Below are the records; count how many of their lines contain the word "caller" and give that number only.

[[ Data provided, beginning ]]

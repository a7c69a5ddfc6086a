//! Object Manager: the canonical registry of typed browser-local resources.
//!
//! Objects are addressed by stable, type-prefixed ids (`tab:42`) allocated
//! from per-kind monotonic counters that are never reused within a process
//! lifetime. `update` is the only legal mutation path and is crate-private:
//! agent code reaches it exclusively through the mediated surface, which
//! journals pre-images into the active transaction before anything becomes
//! visible.
//!
//! Attribute maps are held behind `Arc` so large pre-images are snapshotted
//! by reference: a mutation installs a fresh `Arc` and parks the displaced
//! version in a bounded ring, leaving old versions bit-identical for every
//! checkpoint that still holds them.

use crate::kernel::error::KernelError;
use rustc_hash::FxHashMap;
use serde::{Deserialize, Serialize};
use serde_json::Value as JsonValue;
use std::collections::{BTreeMap, VecDeque};
use std::fmt;
use std::str::FromStr;
use std::sync::atomic::{AtomicU64, Ordering};
use std::sync::mpsc::{Receiver, Sender, channel};
use std::sync::{Arc, Mutex, RwLock};

/// Kinds of registry-managed objects.
#[derive(Debug, Clone, Copy, PartialEq, Eq, Hash, Serialize, Deserialize)]
#[serde(rename_all = "lowercase")]
pub enum ObjectKind {
    Tab,
    Form,
    Workspace,
    Credential,
}

impl ObjectKind {
    pub fn as_str(self) -> &'static str {
        match self {
            ObjectKind::Tab => "tab",
            ObjectKind::Form => "form",
            ObjectKind::Workspace => "workspace",
            ObjectKind::Credential => "credential",
        }
    }

    pub const ALL: [ObjectKind; 4] = [
        ObjectKind::Tab,
        ObjectKind::Form,
        ObjectKind::Workspace,
        ObjectKind::Credential,
    ];

    fn index(self) -> usize {
        match self {
            ObjectKind::Tab => 0,
            ObjectKind::Form => 1,
            ObjectKind::Workspace => 2,
            ObjectKind::Credential => 3,
        }
    }
}

impl FromStr for ObjectKind {
    type Err = KernelError;

    fn from_str(s: &str) -> Result<Self, Self::Err> {
        match s {
            "tab" => Ok(ObjectKind::Tab),
            "form" => Ok(ObjectKind::Form),
            "workspace" => Ok(ObjectKind::Workspace),
            "credential" => Ok(ObjectKind::Credential),
            other => Err(KernelError::Validation(format!(
                "unknown object kind '{}'",
                other
            ))),
        }
    }
}

/// Stable object identifier: `(type_tag, monotonic_counter)` rendered as
/// `"<type>:<n>"`. Equality is by exact value; the string form is the
/// canonical wire representation.
#[derive(Debug, Clone, Copy, PartialEq, Eq, Hash)]
pub struct ObjectId {
    pub kind: ObjectKind,
    pub n: u64,
}

impl fmt::Display for ObjectId {
    fn fmt(&self, f: &mut fmt::Formatter<'_>) -> fmt::Result {
        write!(f, "{}:{}", self.kind.as_str(), self.n)
    }
}

impl FromStr for ObjectId {
    type Err = KernelError;

    fn from_str(s: &str) -> Result<Self, Self::Err> {
        let (kind, n) = s
            .split_once(':')
            .ok_or_else(|| KernelError::Validation(format!("malformed object id '{}'", s)))?;
        let kind = ObjectKind::from_str(kind)?;
        let n = n
            .parse::<u64>()
            .map_err(|_| KernelError::Validation(format!("malformed object id '{}'", s)))?;
        Ok(ObjectId { kind, n })
    }
}

impl Serialize for ObjectId {
    fn serialize<S: serde::Serializer>(&self, serializer: S) -> Result<S::Ok, S::Error> {
        serializer.serialize_str(&self.to_string())
    }
}

impl<'de> Deserialize<'de> for ObjectId {
    fn deserialize<D: serde::Deserializer<'de>>(deserializer: D) -> Result<Self, D::Error> {
        let s = String::deserialize(deserializer)?;
        ObjectId::from_str(&s).map_err(serde::de::Error::custom)
    }
}

/// Attribute map for a registry object. Keys are unique; insertion order is
/// irrelevant, so a sorted map keeps serialization deterministic.
pub type Attrs = BTreeMap<String, JsonValue>;

/// Deep, immutable view of an object. The caller cannot mutate the live
/// object through it; mutation goes through the mediated `update` path only.
#[derive(Debug, Clone)]
pub struct ObjectView {
    pub id: ObjectId,
    pub attrs: Arc<Attrs>,
    /// Serialized size of `attrs`, cached at write time.
    pub serialized_len: usize,
}

impl ObjectView {
    pub fn get(&self, key: &str) -> Option<&JsonValue> {
        self.attrs.get(key)
    }

    pub fn str_attr(&self, key: &str) -> Option<&str> {
        self.attrs.get(key).and_then(|v| v.as_str())
    }
}

/// Lifecycle events, published to subscribers after the mutation is visible
/// to `get`, in the order the underlying mutations committed.
#[derive(Debug, Clone, PartialEq, Eq)]
pub enum LifecycleEvent {
    Created(ObjectId),
    Updated(ObjectId),
    Destroyed(ObjectId),
}

/// Pre-image displaced by a mutation, handed to the transaction coordinator
/// for journaling.
#[derive(Debug, Clone)]
pub struct Displaced {
    pub attrs: Arc<Attrs>,
    pub serialized_len: usize,
}

struct ObjectRecord {
    attrs: Arc<Attrs>,
    serialized_len: usize,
}

struct Shard {
    counter: AtomicU64,
    map: RwLock<FxHashMap<u64, ObjectRecord>>,
}

impl Shard {
    fn new() -> Self {
        Self {
            counter: AtomicU64::new(1),
            map: RwLock::new(FxHashMap::default()),
        }
    }
}

/// Canonical registry of typed resources with stable ids.
///
/// Safe for concurrent reads; writers serialize per kind. No lock is held
/// across a suspension point: renderer waits happen outside the registry.
pub struct ObjectManager {
    shards: [Shard; 4],
    subscribers: Mutex<Vec<Sender<LifecycleEvent>>>,
    /// Displaced large versions parked here so reference snapshots stay
    /// alive until holding checkpoints release them.
    version_ring: Mutex<VecDeque<Arc<Attrs>>>,
    ring_capacity: usize,
}

fn serialized_len(attrs: &Attrs) -> usize {
    serde_json::to_vec(attrs).map(|v| v.len()).unwrap_or(0)
}

impl ObjectManager {
    pub fn new(ring_capacity: usize) -> Self {
        Self {
            shards: [Shard::new(), Shard::new(), Shard::new(), Shard::new()],
            subscribers: Mutex::new(Vec::new()),
            version_ring: Mutex::new(VecDeque::new()),
            ring_capacity,
        }
    }

    /// Allocate a fresh id and register the object.
    pub fn create(&self, kind: ObjectKind, attrs: Attrs) -> Result<ObjectId, KernelError> {
        let shard = &self.shards[kind.index()];
        let n = shard.counter.fetch_add(1, Ordering::SeqCst);
        let id = ObjectId { kind, n };
        let len = serialized_len(&attrs);
        {
            let mut map = shard
                .map
                .write()
                .map_err(|_| KernelError::Validation("object shard lock poisoned".to_string()))?;
            map.insert(
                n,
                ObjectRecord {
                    attrs: Arc::new(attrs),
                    serialized_len: len,
                },
            );
        }
        self.publish(LifecycleEvent::Created(id));
        Ok(id)
    }

    pub fn get(&self, id: ObjectId) -> Option<ObjectView> {
        let shard = &self.shards[id.kind.index()];
        let map = shard.map.read().ok()?;
        map.get(&id.n).map(|rec| ObjectView {
            id,
            attrs: Arc::clone(&rec.attrs),
            serialized_len: rec.serialized_len,
        })
    }

    /// Apply `patch` on top of the current attributes.
    ///
    /// The only legal mutation path, crate-private to the mediated surface.
    /// `expected` keys, when provided, must equal the live value or the
    /// update fails with `ObjectConflict`. Returns the displaced version so
    /// the caller can journal it.
    pub(crate) fn update(
        &self,
        id: ObjectId,
        patch: Attrs,
        expected: Option<&Attrs>,
    ) -> Result<Displaced, KernelError> {
        let shard = &self.shards[id.kind.index()];
        let displaced;
        {
            let mut map = shard
                .map
                .write()
                .map_err(|_| KernelError::Validation("object shard lock poisoned".to_string()))?;
            let rec = map
                .get_mut(&id.n)
                .ok_or_else(|| KernelError::ObjectNotFound { id: id.to_string() })?;

            if let Some(expected) = expected {
                for (key, want) in expected {
                    let have = rec.attrs.get(key).cloned().unwrap_or(JsonValue::Null);
                    if &have != want {
                        return Err(KernelError::ObjectConflict {
                            id: id.to_string(),
                            expected: want.to_string(),
                            actual: have.to_string(),
                        });
                    }
                }
            }

            let mut next: Attrs = (*rec.attrs).clone();
            for (key, value) in patch {
                next.insert(key, value);
            }
            let next_len = serialized_len(&next);
            displaced = Displaced {
                attrs: Arc::clone(&rec.attrs),
                serialized_len: rec.serialized_len,
            };
            rec.attrs = Arc::new(next);
            rec.serialized_len = next_len;
        }
        self.park_version(Arc::clone(&displaced.attrs));
        self.publish(LifecycleEvent::Updated(id));
        Ok(displaced)
    }

    /// Reinstall a journaled pre-image (rollback path only).
    pub(crate) fn restore(&self, id: ObjectId, attrs: Arc<Attrs>) -> Result<(), KernelError> {
        let len = serialized_len(&attrs);
        let shard = &self.shards[id.kind.index()];
        {
            let mut map = shard
                .map
                .write()
                .map_err(|_| KernelError::Validation("object shard lock poisoned".to_string()))?;
            map.insert(
                id.n,
                ObjectRecord {
                    attrs,
                    serialized_len: len,
                },
            );
        }
        self.publish(LifecycleEvent::Updated(id));
        Ok(())
    }

    /// Remove an object created inside a rolled-back transaction frame.
    pub(crate) fn remove(&self, id: ObjectId) -> Result<(), KernelError> {
        let shard = &self.shards[id.kind.index()];
        {
            let mut map = shard
                .map
                .write()
                .map_err(|_| KernelError::Validation("object shard lock poisoned".to_string()))?;
            map.remove(&id.n);
        }
        self.publish(LifecycleEvent::Destroyed(id));
        Ok(())
    }

    /// Test-internals twin of `update`. Only compiled for integration
    /// tests and benches; production mutation goes through mediation.
    #[cfg(feature = "test-internals")]
    pub fn update_internal(
        &self,
        id: ObjectId,
        patch: Attrs,
        expected: Option<&Attrs>,
    ) -> Result<Displaced, KernelError> {
        self.update(id, patch, expected)
    }

    /// Test-internals twin of `dispose`.
    #[cfg(feature = "test-internals")]
    pub fn dispose_internal(&self, id: ObjectId) -> Result<Displaced, KernelError> {
        self.dispose(id)
    }

    pub fn list_by_type(&self, kind: ObjectKind) -> Vec<ObjectView> {
        let shard = &self.shards[kind.index()];
        let Ok(map) = shard.map.read() else {
            return Vec::new();
        };
        let mut views: Vec<ObjectView> = map
            .iter()
            .map(|(n, rec)| ObjectView {
                id: ObjectId { kind, n: *n },
                attrs: Arc::clone(&rec.attrs),
                serialized_len: rec.serialized_len,
            })
            .collect();
        views.sort_by_key(|v| v.id.n);
        views
    }

    /// Destroy an object. Its counter value is never reused; a later create
    /// of the same kind always yields a strictly greater id.
    pub(crate) fn dispose(&self, id: ObjectId) -> Result<Displaced, KernelError> {
        let shard = &self.shards[id.kind.index()];
        let displaced;
        {
            let mut map = shard
                .map
                .write()
                .map_err(|_| KernelError::Validation("object shard lock poisoned".to_string()))?;
            let rec = map
                .remove(&id.n)
                .ok_or_else(|| KernelError::ObjectNotFound { id: id.to_string() })?;
            displaced = Displaced {
                attrs: rec.attrs,
                serialized_len: rec.serialized_len,
            };
        }
        self.publish(LifecycleEvent::Destroyed(id));
        Ok(displaced)
    }

    /// Subscribe to lifecycle events. Events are delivered after the
    /// mutation is visible to `get`.
    pub fn subscribe(&self) -> Receiver<LifecycleEvent> {
        let (tx, rx) = channel();
        if let Ok(mut subs) = self.subscribers.lock() {
            subs.push(tx);
        }
        rx
    }

    fn publish(&self, event: LifecycleEvent) {
        let Ok(mut subs) = self.subscribers.lock() else {
            return;
        };
        subs.retain(|tx| tx.send(event.clone()).is_ok());
    }

    fn park_version(&self, version: Arc<Attrs>) {
        let Ok(mut ring) = self.version_ring.lock() else {
            return;
        };
        if ring.len() == self.ring_capacity {
            ring.pop_front();
        }
        ring.push_back(version);
    }
}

[[ Data provided, end ]]

## Response to this exercise
2